### WORK REQUIRED
Search the material below for the string "then" and extract each line that has it.

### TASK DATA
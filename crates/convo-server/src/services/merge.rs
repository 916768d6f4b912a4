//! Account merging.
//!
//! Two accounts end up describing one person when an invitation shell and a
//! registered account meet (e-mail verification, OAuth linking). The survivor
//! `u` takes over every reference to the absorbed account `v`, then `v` is
//! deleted. All of it happens in one transaction.

use std::collections::HashMap;

use convo_shared::Key;
use convo_store::{Context, Event, Message, Note, Readable, Thread, User, UserPartial};

use crate::error::{OpExt, ServerError};
use crate::state::AppState;

/// Fold `v`'s profile into `u`: verified addresses, contacts, linked
/// identities, a password `u` lacks, and the tag histogram.
fn absorb_profile(u: &mut User, v: &User, u_key: Key, v_key: Key) {
    for email in &v.emails {
        u.add_email(email);
    }
    for contact in &v.contacts {
        if *contact != u_key {
            u.add_contact(*contact);
        }
    }
    u.remove_contact(v_key);
    if u.google_id.is_none() {
        u.google_id = v.google_id.clone();
    }
    if u.facebook_id.is_none() {
        u.facebook_id = v.facebook_id.clone();
    }
    if u.password.is_none() {
        u.password = v.password.clone();
    }
    if u.avatar_url.is_empty() {
        u.avatar_url = v.avatar_url.clone();
    }
    if u.first_name.is_empty() {
        u.first_name = v.first_name.clone();
    }
    if u.last_name.is_empty() {
        u.last_name = v.last_name.clone();
    }
    for (tag, count) in &v.tags {
        *u.tags.entry(tag.clone()).or_insert(0) += count;
    }
    u.derive();
}

impl AppState {
    /// Move everything that references `v` onto `u` and delete `v`, inside the
    /// caller's transaction. `u` is updated in memory; the caller commits it.
    pub(crate) async fn absorb(&self, ctx: &Context, u: &mut User, v: &User) -> Result<(), ServerError> {
        let u_key = u.key.ok_or_else(ServerError::not_found)?;
        let v_key = v.key.ok_or_else(ServerError::not_found)?;
        if u_key == v_key {
            return Err(ServerError::bad_request("an account cannot absorb itself"));
        }
        absorb_profile(u, v, u_key, v_key);
        let partial = UserPartial::of(u)?;

        // Messages are touched from several directions; each is written once.
        let mut messages: HashMap<Key, Message> = HashMap::new();

        for found in self.ds.threads_referencing(ctx, v_key).await? {
            let Some(key) = found.key else { continue };
            let Some(mut thread) = self.ds.get_in_tx::<Thread>(ctx, key).await? else {
                continue;
            };
            thread.replace_user(v_key, &partial);
            self.ds.put(ctx, &mut thread).await?;
            for message in self.ds.messages_for_parent(ctx, key).await? {
                collect(&mut messages, message);
            }
        }

        for found in self.ds.events_referencing(ctx, v_key).await? {
            let Some(key) = found.key else { continue };
            let Some(mut event) = self.ds.get_in_tx::<Event>(ctx, key).await? else {
                continue;
            };
            event.replace_user(v_key, &partial);
            self.ds.put(ctx, &mut event).await?;
            for message in self.ds.messages_for_parent(ctx, key).await? {
                collect(&mut messages, message);
            }
        }

        for message in self.ds.messages_by_author(ctx, v_key).await? {
            collect(&mut messages, message);
        }
        let mut rewritten: Vec<Message> = Vec::new();
        for (key, mut message) in messages {
            if message.author != v_key && !message.is_read(v_key) {
                continue;
            }
            if let Some(current) = self.ds.get_in_tx::<Message>(ctx, key).await? {
                message = current;
            }
            if message.author == v_key {
                message.author = u_key;
            }
            message.replace_reader(v_key, u_key);
            rewritten.push(message);
        }
        if !rewritten.is_empty() {
            self.ds.put_multi(ctx, &mut rewritten).await?;
        }

        let mut holders: Vec<User> = Vec::new();
        for found in self.ds.users_with_contact(ctx, v_key).await? {
            let Some(key) = found.key else { continue };
            if key == u_key || key == v_key {
                continue;
            }
            if let Some(mut holder) = self.ds.get_in_tx::<User>(ctx, key).await? {
                holder.replace_contact(v_key, u_key);
                holders.push(holder);
            }
        }
        if !holders.is_empty() {
            self.ds.put_multi(ctx, &mut holders).await?;
        }

        let mut notes: Vec<Note> = self.ds.notes_by_owner(ctx, v_key).await?;
        for note in &mut notes {
            note.owner = u_key;
        }
        if !notes.is_empty() {
            self.ds.put_multi(ctx, &mut notes).await?;
        }

        self.delete_user_with_tx(ctx, v_key).await?;
        tracing::info!(
            survivor = %u_key,
            absorbed = %v_key,
            messages = rewritten.len(),
            contacts = holders.len(),
            notes = notes.len(),
            "accounts merged"
        );
        Ok(())
    }

    /// Merge `v` into `u` and commit. Returns the survivor.
    pub async fn merge_users(&self, ctx: &Context, u: Key, v: Key) -> Result<User, ServerError> {
        self.ds
            .run_in_transaction(ctx, |ctx| async move {
                let mut survivor = self
                    .ds
                    .get_in_tx::<User>(&ctx, u)
                    .await?
                    .ok_or_else(ServerError::not_found)?;
                let absorbed = self
                    .ds
                    .get_in_tx::<User>(&ctx, v)
                    .await?
                    .ok_or_else(ServerError::not_found)?;
                self.absorb(&ctx, &mut survivor, &absorbed).await?;
                self.commit_user(&ctx, &mut survivor).await?;
                Ok::<_, ServerError>(survivor)
            })
            .await
            .op(format!("merge(survivor={u}, absorbed={v})"))
    }
}

fn collect(messages: &mut HashMap<Key, Message>, message: Message) {
    if let Some(key) = message.key {
        messages.entry(key).or_insert(message);
    }
}

#[cfg(test)]
mod tests {
    use super::*;
    use crate::services::events::NewEvent;
    use crate::services::identity::UserRef;
    use crate::services::threads::NewThread;
    use crate::state::testing::TestApp;
    use chrono::Utc;
    use convo_shared::Kind;

    #[tokio::test]
    async fn test_merge_moves_every_reference() {
        let app = TestApp::new().await;
        let ctx = Context::background();
        let ann = app.registered_user("ann@x.com", "Ann").await;
        let carl = app.registered_user("carl@x.com", "Carl").await;
        let ann_key = ann.key.unwrap();
        let carl_key = carl.key.unwrap();

        // A shell invited to a thread and an event, who then posts and writes a note.
        let thread = app
            .state
            .create_thread(
                &ctx,
                &carl,
                &NewThread {
                    subject: "Plans".into(),
                    users: vec![UserRef::email("dup@x.com")],
                    body: "first".into(),
                },
                None,
            )
            .await
            .unwrap();
        let event = app
            .state
            .create_event(
                &ctx,
                &carl,
                &NewEvent {
                    name: "Party".into(),
                    description: String::new(),
                    timestamp: Utc::now() + chrono::Duration::days(1),
                    place_id: String::new(),
                    users: vec![UserRef::email("dup@x.com")],
                    guests_can_invite: false,
                },
            )
            .await
            .unwrap();
        let shell = app.state.user_by_email(&ctx, "dup@x.com").await.unwrap().unwrap();
        let shell_key = shell.key.unwrap();
        let (message, _): (Message, Thread) = app
            .state
            .post_message(&ctx, &shell, thread.key.unwrap(), "from the shell", None)
            .await
            .unwrap();
        let mut note = Note::new(shell_key, "remember");
        app.state.ds.put(&ctx, &mut note).await.unwrap();
        app.state.rsvp(&ctx, &shell, event.key.unwrap()).await.unwrap();

        let mut shell_verified = shell.clone();
        shell_verified.add_email("dup@x.com");
        app.state.commit_user(&ctx, &mut shell_verified).await.unwrap();

        let survivor = app.state.merge_users(&ctx, ann_key, shell_key).await.unwrap();
        assert!(survivor.has_verified_email("dup@x.com"));
        assert!(survivor.has_contact(carl_key));
        assert_eq!(survivor.tags.get("thread"), Some(&1));

        let thread: Thread = app.state.ds.get(&ctx, thread.key.unwrap()).await.unwrap();
        assert!(thread.has_user(ann_key));
        assert!(!thread.references(shell_key));
        let event: Event = app.state.ds.get(&ctx, event.key.unwrap()).await.unwrap();
        assert!(event.has_rsvp(ann_key));
        assert!(!event.references(shell_key));
        let message: Message = app.state.ds.get(&ctx, message.key.unwrap()).await.unwrap();
        assert_eq!(message.author, ann_key);
        assert!(message.is_read(ann_key));
        let notes = app.state.ds.notes_by_owner(&ctx, ann_key).await.unwrap();
        assert_eq!(notes.len(), 1);
        let carl: User = app.state.ds.get(&ctx, carl_key).await.unwrap();
        assert!(carl.has_contact(ann_key));
        assert!(!carl.has_contact(shell_key));

        assert!(app.state.ds.get_opt::<User>(&ctx, shell_key).await.unwrap().is_none());
    }

    #[test]
    fn test_profile_names_fall_back_per_field() {
        let u_key = Key::new(Kind::User, 1);
        let v_key = Key::new(Kind::User, 2);
        let mut u = User::new("ann@x.com");
        u.key = Some(u_key);
        u.first_name = "Ann".into();
        let mut v = User::new("ann@y.com");
        v.key = Some(v_key);
        v.first_name = "Annie".into();
        v.last_name = "Lee".into();
        v.avatar_url = "https://blobs/ann.png".into();

        absorb_profile(&mut u, &v, u_key, v_key);
        assert_eq!(u.first_name, "Ann");
        assert_eq!(u.last_name, "Lee");
        assert_eq!(u.full_name, "Ann Lee");
        assert_eq!(u.avatar_url, "https://blobs/ann.png");
    }

    #[tokio::test]
    async fn test_cannot_absorb_self() {
        let app = TestApp::new().await;
        let ann = app.registered_user("ann@x.com", "Ann").await;
        let key = ann.key.unwrap();
        let err = app
            .state
            .merge_users(&Context::background(), key, key)
            .await
            .unwrap_err();
        assert_eq!(err.status(), axum::http::StatusCode::BAD_REQUEST);
    }
}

### FINISHED TASK
//! `u` takes over every reference to the absorbed account `v`, then `v` is
        // A shell invited to a thread and an event, who then posts and writes a note.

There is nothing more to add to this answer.